PROBLEM TO SOLVE: Check every line of the data below for the word "impl". Copy the ones that have it.
RECORDS FOR THIS EXERCISE START
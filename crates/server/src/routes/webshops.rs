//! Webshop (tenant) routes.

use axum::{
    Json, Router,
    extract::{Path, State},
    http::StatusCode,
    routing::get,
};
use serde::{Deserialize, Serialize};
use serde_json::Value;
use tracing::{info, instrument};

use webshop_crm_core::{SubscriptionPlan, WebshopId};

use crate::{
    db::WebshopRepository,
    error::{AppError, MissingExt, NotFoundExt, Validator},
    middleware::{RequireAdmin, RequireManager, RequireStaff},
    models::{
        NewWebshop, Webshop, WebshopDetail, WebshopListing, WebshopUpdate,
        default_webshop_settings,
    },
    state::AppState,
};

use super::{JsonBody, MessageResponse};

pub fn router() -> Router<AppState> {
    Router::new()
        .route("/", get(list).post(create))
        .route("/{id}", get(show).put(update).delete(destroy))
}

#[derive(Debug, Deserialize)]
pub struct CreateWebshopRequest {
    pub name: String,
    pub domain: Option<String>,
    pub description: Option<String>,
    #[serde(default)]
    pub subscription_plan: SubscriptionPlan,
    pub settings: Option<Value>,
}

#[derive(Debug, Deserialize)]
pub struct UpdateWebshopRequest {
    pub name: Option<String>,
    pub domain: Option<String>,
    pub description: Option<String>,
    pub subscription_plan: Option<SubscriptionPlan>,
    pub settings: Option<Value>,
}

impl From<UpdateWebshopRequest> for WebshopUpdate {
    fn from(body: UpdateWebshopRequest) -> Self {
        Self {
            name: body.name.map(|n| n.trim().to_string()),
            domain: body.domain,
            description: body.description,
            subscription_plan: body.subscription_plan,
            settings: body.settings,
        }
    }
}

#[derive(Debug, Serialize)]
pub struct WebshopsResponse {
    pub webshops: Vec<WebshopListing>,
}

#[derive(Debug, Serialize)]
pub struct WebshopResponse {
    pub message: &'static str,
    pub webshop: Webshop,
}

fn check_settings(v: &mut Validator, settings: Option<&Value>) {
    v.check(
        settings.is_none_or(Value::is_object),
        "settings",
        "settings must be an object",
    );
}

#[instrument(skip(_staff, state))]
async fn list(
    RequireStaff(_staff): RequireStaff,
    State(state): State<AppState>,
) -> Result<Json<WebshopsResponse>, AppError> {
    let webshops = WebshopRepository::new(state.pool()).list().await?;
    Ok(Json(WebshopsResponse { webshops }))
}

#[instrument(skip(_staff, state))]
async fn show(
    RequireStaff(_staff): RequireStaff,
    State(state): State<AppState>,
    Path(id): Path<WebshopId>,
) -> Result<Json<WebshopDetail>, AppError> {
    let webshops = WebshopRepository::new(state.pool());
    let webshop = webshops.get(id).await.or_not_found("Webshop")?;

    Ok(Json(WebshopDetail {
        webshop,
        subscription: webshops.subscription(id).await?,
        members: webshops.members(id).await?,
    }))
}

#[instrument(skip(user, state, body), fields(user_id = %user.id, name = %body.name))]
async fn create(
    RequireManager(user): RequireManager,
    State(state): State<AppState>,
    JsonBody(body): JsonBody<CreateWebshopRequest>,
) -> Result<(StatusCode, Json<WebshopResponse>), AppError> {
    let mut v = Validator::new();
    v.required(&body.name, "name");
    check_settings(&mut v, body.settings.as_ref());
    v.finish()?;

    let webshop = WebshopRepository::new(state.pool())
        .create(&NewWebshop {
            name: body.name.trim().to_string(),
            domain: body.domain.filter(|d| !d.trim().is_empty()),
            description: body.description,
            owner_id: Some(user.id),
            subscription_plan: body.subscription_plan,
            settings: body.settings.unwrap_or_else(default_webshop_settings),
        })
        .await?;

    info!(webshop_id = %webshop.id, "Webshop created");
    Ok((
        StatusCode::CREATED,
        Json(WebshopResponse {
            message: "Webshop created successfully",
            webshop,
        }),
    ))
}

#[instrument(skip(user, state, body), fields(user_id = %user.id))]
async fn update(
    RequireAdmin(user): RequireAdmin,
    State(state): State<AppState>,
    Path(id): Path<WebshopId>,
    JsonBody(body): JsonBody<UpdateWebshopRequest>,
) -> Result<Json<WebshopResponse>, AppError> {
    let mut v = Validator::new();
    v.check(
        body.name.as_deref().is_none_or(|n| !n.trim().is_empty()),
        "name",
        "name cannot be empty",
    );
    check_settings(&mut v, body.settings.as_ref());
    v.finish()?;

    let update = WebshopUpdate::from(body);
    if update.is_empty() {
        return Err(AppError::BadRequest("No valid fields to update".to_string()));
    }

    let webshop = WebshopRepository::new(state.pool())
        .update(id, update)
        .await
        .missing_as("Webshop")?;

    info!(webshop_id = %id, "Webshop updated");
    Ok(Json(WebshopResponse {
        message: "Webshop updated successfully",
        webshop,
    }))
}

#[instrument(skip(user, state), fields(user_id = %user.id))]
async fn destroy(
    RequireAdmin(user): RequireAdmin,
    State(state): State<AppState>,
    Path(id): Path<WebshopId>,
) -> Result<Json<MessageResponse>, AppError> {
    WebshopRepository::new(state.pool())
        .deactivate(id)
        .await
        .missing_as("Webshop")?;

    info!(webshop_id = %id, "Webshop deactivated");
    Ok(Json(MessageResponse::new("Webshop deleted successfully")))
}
RECORDS FOR THIS EXERCISE END
RECORDS FOR THIS EXERCISE START
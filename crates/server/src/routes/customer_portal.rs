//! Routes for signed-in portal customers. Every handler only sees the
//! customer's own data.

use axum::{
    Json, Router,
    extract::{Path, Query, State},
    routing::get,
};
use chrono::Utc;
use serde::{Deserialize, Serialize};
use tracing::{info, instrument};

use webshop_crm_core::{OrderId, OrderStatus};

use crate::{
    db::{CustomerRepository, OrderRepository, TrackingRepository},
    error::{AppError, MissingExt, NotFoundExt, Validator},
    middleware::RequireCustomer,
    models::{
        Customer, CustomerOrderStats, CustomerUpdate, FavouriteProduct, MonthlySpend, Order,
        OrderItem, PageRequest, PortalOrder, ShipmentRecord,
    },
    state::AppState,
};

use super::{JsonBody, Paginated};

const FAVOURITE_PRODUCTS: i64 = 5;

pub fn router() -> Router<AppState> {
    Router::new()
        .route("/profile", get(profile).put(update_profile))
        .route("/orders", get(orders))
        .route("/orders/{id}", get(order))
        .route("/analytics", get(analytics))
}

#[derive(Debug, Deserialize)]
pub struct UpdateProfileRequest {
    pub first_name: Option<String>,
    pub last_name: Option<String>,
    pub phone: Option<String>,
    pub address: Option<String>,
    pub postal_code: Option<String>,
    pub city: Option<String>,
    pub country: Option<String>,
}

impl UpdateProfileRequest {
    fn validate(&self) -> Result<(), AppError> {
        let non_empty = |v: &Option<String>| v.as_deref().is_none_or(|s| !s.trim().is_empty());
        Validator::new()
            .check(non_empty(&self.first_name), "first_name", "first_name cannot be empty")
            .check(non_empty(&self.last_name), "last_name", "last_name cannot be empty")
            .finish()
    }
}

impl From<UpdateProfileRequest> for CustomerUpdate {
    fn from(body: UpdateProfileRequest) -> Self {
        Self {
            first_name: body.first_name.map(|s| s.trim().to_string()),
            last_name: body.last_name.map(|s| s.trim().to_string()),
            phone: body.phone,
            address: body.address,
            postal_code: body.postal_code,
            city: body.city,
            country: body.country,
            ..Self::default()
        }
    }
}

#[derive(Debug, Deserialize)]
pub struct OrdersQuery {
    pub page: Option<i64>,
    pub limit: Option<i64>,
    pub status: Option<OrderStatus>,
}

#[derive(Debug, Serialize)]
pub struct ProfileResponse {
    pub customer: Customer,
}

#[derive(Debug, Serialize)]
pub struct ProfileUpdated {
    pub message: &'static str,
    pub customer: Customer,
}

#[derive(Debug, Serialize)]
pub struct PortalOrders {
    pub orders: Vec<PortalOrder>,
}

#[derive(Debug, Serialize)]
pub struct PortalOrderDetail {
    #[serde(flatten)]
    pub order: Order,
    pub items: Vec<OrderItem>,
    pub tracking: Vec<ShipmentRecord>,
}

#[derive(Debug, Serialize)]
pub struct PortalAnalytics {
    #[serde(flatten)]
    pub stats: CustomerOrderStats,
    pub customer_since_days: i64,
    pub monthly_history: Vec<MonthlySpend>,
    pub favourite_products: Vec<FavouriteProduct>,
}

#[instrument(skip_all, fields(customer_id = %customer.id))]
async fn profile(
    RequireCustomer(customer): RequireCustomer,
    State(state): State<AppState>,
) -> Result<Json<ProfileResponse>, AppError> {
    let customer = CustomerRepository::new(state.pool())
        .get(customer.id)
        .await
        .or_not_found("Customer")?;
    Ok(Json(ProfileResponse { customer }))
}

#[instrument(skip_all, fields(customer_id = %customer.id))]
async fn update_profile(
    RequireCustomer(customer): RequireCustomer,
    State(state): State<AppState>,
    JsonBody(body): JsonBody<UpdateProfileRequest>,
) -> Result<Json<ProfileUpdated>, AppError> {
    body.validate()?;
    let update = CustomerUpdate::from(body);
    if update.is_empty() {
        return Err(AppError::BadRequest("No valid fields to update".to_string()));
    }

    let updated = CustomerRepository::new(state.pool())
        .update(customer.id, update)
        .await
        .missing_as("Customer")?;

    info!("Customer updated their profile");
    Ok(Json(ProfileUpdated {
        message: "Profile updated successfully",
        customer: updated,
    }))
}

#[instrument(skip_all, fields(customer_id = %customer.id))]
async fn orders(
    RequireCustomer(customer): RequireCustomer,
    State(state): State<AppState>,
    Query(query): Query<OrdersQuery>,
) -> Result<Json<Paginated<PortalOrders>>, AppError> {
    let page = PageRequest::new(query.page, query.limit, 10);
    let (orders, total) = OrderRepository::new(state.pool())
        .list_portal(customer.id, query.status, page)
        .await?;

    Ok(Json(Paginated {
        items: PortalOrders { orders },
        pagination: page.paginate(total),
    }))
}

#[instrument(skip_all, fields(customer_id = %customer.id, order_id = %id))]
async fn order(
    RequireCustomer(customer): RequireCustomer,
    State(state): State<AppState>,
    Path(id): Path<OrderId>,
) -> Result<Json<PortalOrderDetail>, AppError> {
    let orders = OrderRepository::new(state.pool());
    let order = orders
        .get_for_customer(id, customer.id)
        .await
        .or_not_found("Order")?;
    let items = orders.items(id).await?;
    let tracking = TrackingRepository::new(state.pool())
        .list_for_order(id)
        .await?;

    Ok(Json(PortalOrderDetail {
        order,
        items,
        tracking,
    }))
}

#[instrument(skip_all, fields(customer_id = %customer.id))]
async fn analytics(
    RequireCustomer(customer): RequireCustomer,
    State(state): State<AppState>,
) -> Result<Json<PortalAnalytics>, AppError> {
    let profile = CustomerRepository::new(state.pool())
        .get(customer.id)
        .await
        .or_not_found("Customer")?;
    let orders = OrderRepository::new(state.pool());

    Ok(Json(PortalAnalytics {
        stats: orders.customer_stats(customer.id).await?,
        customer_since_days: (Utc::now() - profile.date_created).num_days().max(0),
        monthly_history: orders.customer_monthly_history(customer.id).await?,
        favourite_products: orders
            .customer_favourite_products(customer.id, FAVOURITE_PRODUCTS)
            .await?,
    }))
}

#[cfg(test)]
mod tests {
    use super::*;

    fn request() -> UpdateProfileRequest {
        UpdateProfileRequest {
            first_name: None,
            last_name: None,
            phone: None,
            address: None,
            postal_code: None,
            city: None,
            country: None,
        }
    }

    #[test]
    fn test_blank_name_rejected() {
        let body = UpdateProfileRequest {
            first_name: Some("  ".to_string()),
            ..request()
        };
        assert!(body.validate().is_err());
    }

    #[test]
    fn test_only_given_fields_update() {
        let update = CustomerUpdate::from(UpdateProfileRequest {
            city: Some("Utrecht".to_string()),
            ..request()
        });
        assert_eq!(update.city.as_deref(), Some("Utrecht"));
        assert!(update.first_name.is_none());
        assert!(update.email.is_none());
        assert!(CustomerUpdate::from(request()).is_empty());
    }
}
RECORDS FOR THIS EXERCISE END
EXPECTED OUTPUT:
impl From<UpdateWebshopRequest> for WebshopUpdate {
impl UpdateProfileRequest {
impl From<UpdateProfileRequest> for CustomerUpdate {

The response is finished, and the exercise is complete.